Les enregistrements provenant de l’enregistreur de paramètres de vol ne sont pas mis à disposition ou utilisés à d’autres fins que l’enquête de sécurité, la navigabilité ou l’entretien, sauf si ces enregistrements sont rendus anonymes et divulgués dans des conditions assorties de garanties.

3.      Nonobstant les paragraphes 1 et 2, l’administration de la justice ou l’autorité compétente pour se prononcer sur la divulgation des enregistrements conformément au droit national peut décider que la divulgation des éléments visés aux paragraphes 1 et 2 à toutes autres fins autorisées par la loi importe plus que les incidences négatives que cette mesure risque d’avoir, à l’échelle nationale et internationale, sur cette enquête, ou sur toute enquête de sécurité ultérieure. Les États membres peuvent décider de limiter les cas dans lesquels une telle décision de divulgation peut être prise, conformément aux actes juridiques de l’Union.

La communication des enregistrements visés aux paragraphes 1 et 2 à un autre État membre à des fins autres que celles d’une enquête de sécurité et en outre, en ce qui concerne le paragraphe 2, à des fins autres que celles visant à améliorer la sécurité aérienne peut être accordée dans la mesure où le droit national de l’État membre qui communique les enregistrements le permet. Les autorités de l’État membre auxquelles ont été communiqués des enregistrements ne sont autorisées à traiter ou à divulguer ceux-ci qu’après consultation de l’État membre qui les leur a communiqués et dans le respect de leur législation nationale.

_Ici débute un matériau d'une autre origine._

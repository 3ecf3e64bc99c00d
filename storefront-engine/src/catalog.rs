//! Catalog and pricing queries
//!
//! Read-only views over the store's catalog slots, consumed by the cart
//! engine during validation and pricing. These never mutate state.

use crate::store::Store;
use shared::models::{Coupon, MenuItem, Restaurant};
use std::collections::BTreeMap;

/// Delivery fee tiers by area, in minor units
const DELIVERY_FEE_TIERS: &[(&str, i64)] = &[
    ("Effurun", 300),
    ("Enerhen", 400),
    ("PTI Road", 500),
    ("Jakpa Road", 600),
    ("Airport Road", 700),
    ("Ekpan", 800),
    ("Ugbuwangue", 900),
    ("Ugborikoko", 1000),
];

/// Fee for areas outside the tier table
const DEFAULT_AREA_FEE: i64 = 500;

/// Extra delivery minutes by area, added to the base estimate
const AREA_DELAY_MINUTES: &[(&str, i64)] = &[
    ("Effurun", 0),
    ("Enerhen", 5),
    ("PTI Road", 10),
    ("Jakpa Road", 15),
    ("Airport Road", 20),
    ("Ekpan", 25),
    ("Ugbuwangue", 30),
    ("Ugborikoko", 35),
];

/// Offset for areas outside the delay table
const DEFAULT_AREA_DELAY: i64 = 15;

/// Area-tiered delivery fee; unknown areas get the default tier
pub fn area_delivery_fee(area: &str) -> i64 {
    DELIVERY_FEE_TIERS
        .iter()
        .find(|(tier_area, _)| *tier_area == area)
        .map(|(_, fee)| *fee)
        .unwrap_or(DEFAULT_AREA_FEE)
}

/// Area-dependent delivery-time offset in minutes
pub fn area_delay_minutes(area: &str) -> i64 {
    AREA_DELAY_MINUTES
        .iter()
        .find(|(delay_area, _)| *delay_area == area)
        .map(|(_, minutes)| *minutes)
        .unwrap_or(DEFAULT_AREA_DELAY)
}

/// Restaurant search filters; empty fields do not constrain
#[derive(Debug, Clone, Default)]
pub struct RestaurantFilters {
    pub areas: Vec<String>,
    pub max_delivery_time: Option<u32>,
    pub price_ranges: Vec<String>,
    /// Restaurant passes when its rating meets any of these minimums
    pub min_ratings: Vec<f64>,
    pub cuisine: Option<String>,
}

/// A menu search match, with the category the item was found under
#[derive(Debug, Clone)]
pub struct MenuSearchHit {
    pub category: String,
    pub item: MenuItem,
}

/// Read-only catalog view over a [`Store`]
#[derive(Debug, Clone)]
pub struct Catalog {
    store: Store,
}

impl Catalog {
    pub fn new(store: Store) -> Self {
        Self { store }
    }

    /// Restaurant lookup by id
    pub fn restaurant(&self, id: &str) -> Option<Restaurant> {
        self.store.restaurants().into_iter().find(|r| r.id == id)
    }

    /// Menu for a restaurant: category name → items
    pub fn restaurant_menu(&self, restaurant_id: &str) -> BTreeMap<String, Vec<MenuItem>> {
        self.store
            .menus()
            .remove(restaurant_id)
            .unwrap_or_default()
    }

    /// Coupon lookup by case-insensitive code
    pub fn coupon_by_code(&self, code: &str) -> Option<Coupon> {
        self.store
            .coupons()
            .into_iter()
            .find(|coupon| coupon.code.eq_ignore_ascii_case(code))
    }

    /// Text search over name, cuisines and area, then filter
    pub fn search_restaurants(
        &self,
        query: Option<&str>,
        filters: &RestaurantFilters,
    ) -> Vec<Restaurant> {
        self.store
            .restaurants()
            .into_iter()
            .filter(|restaurant| {
                if let Some(query) = query {
                    let needle = query.to_lowercase();
                    let matches_text = restaurant.name.to_lowercase().contains(&needle)
                        || restaurant
                            .cuisines
                            .iter()
                            .any(|cuisine| cuisine.to_lowercase().contains(&needle))
                        || restaurant.area.to_lowercase().contains(&needle);
                    if !matches_text {
                        return false;
                    }
                }
                if !filters.areas.is_empty() && !filters.areas.contains(&restaurant.area) {
                    return false;
                }
                if let Some(max) = filters.max_delivery_time
                    && restaurant.delivery_time > max
                {
                    return false;
                }
                if !filters.price_ranges.is_empty()
                    && !filters.price_ranges.contains(&restaurant.price_range)
                {
                    return false;
                }
                if !filters.min_ratings.is_empty()
                    && !filters
                        .min_ratings
                        .iter()
                        .any(|min| restaurant.rating >= *min)
                {
                    return false;
                }
                if let Some(cuisine) = &filters.cuisine
                    && !restaurant
                        .cuisines
                        .iter()
                        .any(|c| c.eq_ignore_ascii_case(cuisine))
                {
                    return false;
                }
                true
            })
            .collect()
    }

    /// Search a restaurant's menu items by name or description
    pub fn search_menu_items(&self, restaurant_id: &str, query: &str) -> Vec<MenuSearchHit> {
        let needle = query.to_lowercase();
        let mut hits = Vec::new();
        for (category, items) in self.restaurant_menu(restaurant_id) {
            for item in items {
                if item.name.to_lowercase().contains(&needle)
                    || item.description.to_lowercase().contains(&needle)
                {
                    hits.push(MenuSearchHit {
                        category: category.clone(),
                        item,
                    });
                }
            }
        }
        hits
    }
}

#[cfg(test)]
mod tests {
    use super::*;
    use crate::store::keys;
    use shared::models::{AddOnGroup, AddOnOption, OpeningHours, SelectionMode};

    fn sample_restaurant(id: &str, name: &str, area: &str) -> Restaurant {
        Restaurant {
            id: id.to_string(),
            name: name.to_string(),
            area: area.to_string(),
            description: String::new(),
            image: None,
            logo: None,
            phone: None,
            address: None,
            cuisines: vec!["Nigerian".into()],
            rating: 4.5,
            reviews: 20,
            delivery_time: 30,
            delivery_fee: 300,
            min_order: 1500,
            is_open: true,
            price_range: "moderate".into(),
            hours: OpeningHours::default(),
        }
    }

    fn catalog_with_restaurants() -> Catalog {
        let store = Store::open_in_memory().unwrap();
        let restaurants = vec![
            sample_restaurant("rest_001", "Mama Cass Kitchen", "Effurun"),
            sample_restaurant("rest_002", "Golden Dragon", "Enerhen"),
        ];
        assert!(store.set(keys::RESTAURANTS, &restaurants));
        Catalog::new(store)
    }

    #[test]
    fn test_area_fee_tiers_and_default() {
        assert_eq!(area_delivery_fee("Effurun"), 300);
        assert_eq!(area_delivery_fee("Ugborikoko"), 1000);
        assert_eq!(area_delivery_fee("Nowhere"), 500);
    }

    #[test]
    fn test_area_delay_and_default() {
        assert_eq!(area_delay_minutes("Effurun"), 0);
        assert_eq!(area_delay_minutes("Ekpan"), 25);
        assert_eq!(area_delay_minutes("Nowhere"), 15);
    }

    #[test]
    fn test_restaurant_lookup() {
        let catalog = catalog_with_restaurants();
        assert_eq!(catalog.restaurant("rest_002").unwrap().area, "Enerhen");
        assert!(catalog.restaurant("rest_999").is_none());
    }

    #[test]
    fn test_coupon_code_is_case_insensitive() {
        let store = Store::open_in_memory().unwrap();
        let coupons = vec![Coupon {
            id: "coupon_001".into(),
            code: "WELCOME10".into(),
            description: None,
            discount: 10,
            min_spend: 1000,
            expiry: i64::MAX,
            usage_count: 0,
        }];
        assert!(store.set(keys::COUPONS, &coupons));
        let catalog = Catalog::new(store);

        assert!(catalog.coupon_by_code("welcome10").is_some());
        assert!(catalog.coupon_by_code("Welcome10").is_some());
        assert!(catalog.coupon_by_code("NOPE").is_none());
    }

    #[test]
    fn test_search_by_text_and_area_filter() {
        let catalog = catalog_with_restaurants();

        let hits = catalog.search_restaurants(Some("dragon"), &RestaurantFilters::default());
        assert_eq!(hits.len(), 1);
        assert_eq!(hits[0].id, "rest_002");

        let filters = RestaurantFilters {
            areas: vec!["Effurun".into()],
            ..Default::default()
        };
        let hits = catalog.search_restaurants(None, &filters);
        assert_eq!(hits.len(), 1);
        assert_eq!(hits[0].id, "rest_001");
    }

    #[test]
    fn test_search_menu_items_matches_name_and_description() {
        let store = Store::open_in_memory().unwrap();
        let menus: shared::models::MenuMap = [(
            "rest_001".to_string(),
            [(
                "Rice Dishes".to_string(),
                vec![
                    MenuItem {
                        id: "item_001".into(),
                        name: "Jollof Rice".into(),
                        description: "Smoky party-style jollof".into(),
                        price: 2500,
                        image: None,
                        popular: true,
                        add_ons: vec![AddOnGroup {
                            name: "Protein".into(),
                            selection: SelectionMode::Exclusive,
                            required: true,
                            options: vec![
                                AddOnOption {
                                    name: "Chicken".into(),
                                    price: 0,
                                },
                                AddOnOption {
                                    name: "Beef".into(),
                                    price: 500,
                                },
                            ],
                        }],
                    },
                    MenuItem {
                        id: "item_002".into(),
                        name: "Fried Rice".into(),
                        description: "With mixed vegetables".into(),
                        price: 2500,
                        image: None,
                        popular: false,
                        add_ons: vec![],
                    },
                ],
            )]
            .into_iter()
            .collect(),
        )]
        .into_iter()
        .collect();
        assert!(store.set(keys::MENUS, &menus));
        let catalog = Catalog::new(store);

        let hits = catalog.search_menu_items("rest_001", "jollof");
        assert_eq!(hits.len(), 1);
        assert_eq!(hits[0].item.id, "item_001");
        assert_eq!(hits[0].category, "Rice Dishes");
        assert_eq!(hits[0].item.add_ons[0].selection, SelectionMode::Exclusive);

        let hits = catalog.search_menu_items("rest_001", "vegetables");
        assert_eq!(hits.len(), 1);
        assert_eq!(hits[0].item.id, "item_002");
    }
}
//! Restaurant Model

use chrono::{Datelike, NaiveTime, TimeZone, Utc, Weekday};
use serde::{Deserialize, Serialize};

/// Opening hours per weekday, as `"HH:MM - HH:MM"` strings
#[derive(Debug, Clone, Default, Serialize, Deserialize)]
pub struct OpeningHours {
    pub mon: String,
    pub tue: String,
    pub wed: String,
    pub thu: String,
    pub fri: String,
    pub sat: String,
    pub sun: String,
}

impl OpeningHours {
    /// The raw hours string for a weekday
    pub fn for_weekday(&self, weekday: Weekday) -> &str {
        match weekday {
            Weekday::Mon => &self.mon,
            Weekday::Tue => &self.tue,
            Weekday::Wed => &self.wed,
            Weekday::Thu => &self.thu,
            Weekday::Fri => &self.fri,
            Weekday::Sat => &self.sat,
            Weekday::Sun => &self.sun,
        }
    }
}

/// Restaurant catalog entity
///
/// Read-only from the cart engine's perspective; mutated only by admin
/// collaborators through the store contract.
#[derive(Debug, Clone, Serialize, Deserialize)]
pub struct Restaurant {
    pub id: String,
    pub name: String,
    pub area: String,
    pub description: String,
    pub image: Option<String>,
    pub logo: Option<String>,
    pub phone: Option<String>,
    pub address: Option<String>,
    pub cuisines: Vec<String>,
    pub rating: f64,
    pub reviews: u32,
    /// Typical delivery time in minutes
    pub delivery_time: u32,
    /// Flat delivery fee in minor units
    pub delivery_fee: i64,
    /// Minimum order subtotal in minor units
    pub min_order: i64,
    pub is_open: bool,
    /// "budget" | "moderate" | "premium"
    pub price_range: String,
    pub hours: OpeningHours,
}

impl Restaurant {
    /// Whether the given instant falls inside the posted opening hours.
    ///
    /// Hours strings that fail to parse are treated as closed. This is a
    /// display/advisory helper; checkout validation gates on `is_open`.
    pub fn is_open_at(&self, instant_millis: i64) -> bool {
        let Some(at) = Utc.timestamp_millis_opt(instant_millis).single() else {
            return false;
        };
        let Some((open, close)) = parse_hours(self.hours.for_weekday(at.weekday())) else {
            return false;
        };
        let time = at.time();
        time >= open && time <= close
    }
}

impl super::HasId for Restaurant {
    fn id(&self) -> &str {
        &self.id
    }
}

/// Parse a `"HH:MM - HH:MM"` range
fn parse_hours(range: &str) -> Option<(NaiveTime, NaiveTime)> {
    let (open, close) = range.split_once('-')?;
    let open = NaiveTime::parse_from_str(open.trim(), "%H:%M").ok()?;
    let close = NaiveTime::parse_from_str(close.trim(), "%H:%M").ok()?;
    Some((open, close))
}

#[cfg(test)]
mod tests {
    use super::*;
    use chrono::TimeZone;

    fn restaurant_open_nine_to_five() -> Restaurant {
        Restaurant {
            id: "rest_001".into(),
            name: "Test Kitchen".into(),
            area: "Effurun".into(),
            description: String::new(),
            image: None,
            logo: None,
            phone: None,
            address: None,
            cuisines: vec!["Nigerian".into()],
            rating: 4.5,
            reviews: 10,
            delivery_time: 30,
            delivery_fee: 300,
            min_order: 1500,
            is_open: true,
            price_range: "moderate".into(),
            hours: OpeningHours {
                mon: "09:00 - 17:00".into(),
                tue: "09:00 - 17:00".into(),
                wed: "09:00 - 17:00".into(),
                thu: "09:00 - 17:00".into(),
                fri: "09:00 - 17:00".into(),
                sat: "09:00 - 17:00".into(),
                sun: "09:00 - 17:00".into(),
            },
        }
    }

    #[test]
    fn test_open_within_hours() {
        let r = restaurant_open_nine_to_five();
        let noon = Utc.with_ymd_and_hms(2025, 3, 3, 12, 0, 0).unwrap();
        assert!(r.is_open_at(noon.timestamp_millis()));
    }

    #[test]
    fn test_closed_outside_hours() {
        let r = restaurant_open_nine_to_five();
        let late = Utc.with_ymd_and_hms(2025, 3, 3, 22, 0, 0).unwrap();
        assert!(!r.is_open_at(late.timestamp_millis()));
    }

    #[test]
    fn test_unparseable_hours_treated_as_closed() {
        let mut r = restaurant_open_nine_to_five();
        r.hours.mon = "all day".into();
        let noon = Utc.with_ymd_and_hms(2025, 3, 3, 12, 0, 0).unwrap();
        assert!(!r.is_open_at(noon.timestamp_millis()));
    }
}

4.      Seules peuvent être divulguées les données strictement nécessaires aux fins visées au paragraphe 3. »

8        L’article 15 de ce règlement, intitulé « Communication de renseignements », prévoit, à ses paragraphes 3 à 5 :

« 3.      Sans préjudice des obligations prévues aux articles 16 et 17, l’autorité responsable des enquêtes de sécurité en charge de l’enquête [...] communiqu[e] à l’AESA et aux autorités nationales de l’aviation civile les informations factuelles pertinentes obtenues au cours de l’enquête de sécurité, à l’exception des informations visées à l’article 14, paragraphe 1, ou de celles causant un conflit d’intérêts. Les informations reçues par l’AESA et par les autorités nationales de l’aviation civile sont protégées en vertu de l’article 14 et des législations de l’Union et nationales applicables.

4.      L’autorité responsable des enquêtes de sécurité en charge de l’enquête est autorisée à informer les victimes et leurs proches ou leurs associations ou à rendre publics toute information sur les observations factuelles, la procédure de l’enquête de sécurité, les éventuels rapports ou conclusions et/ou recommandations de sécurité préliminaires, pour autant que cela ne porte pas atteinte aux objectifs de l’enquête de sécurité et que la législation applicable relative à la protection des données à caractère personnel soit dûment respectée.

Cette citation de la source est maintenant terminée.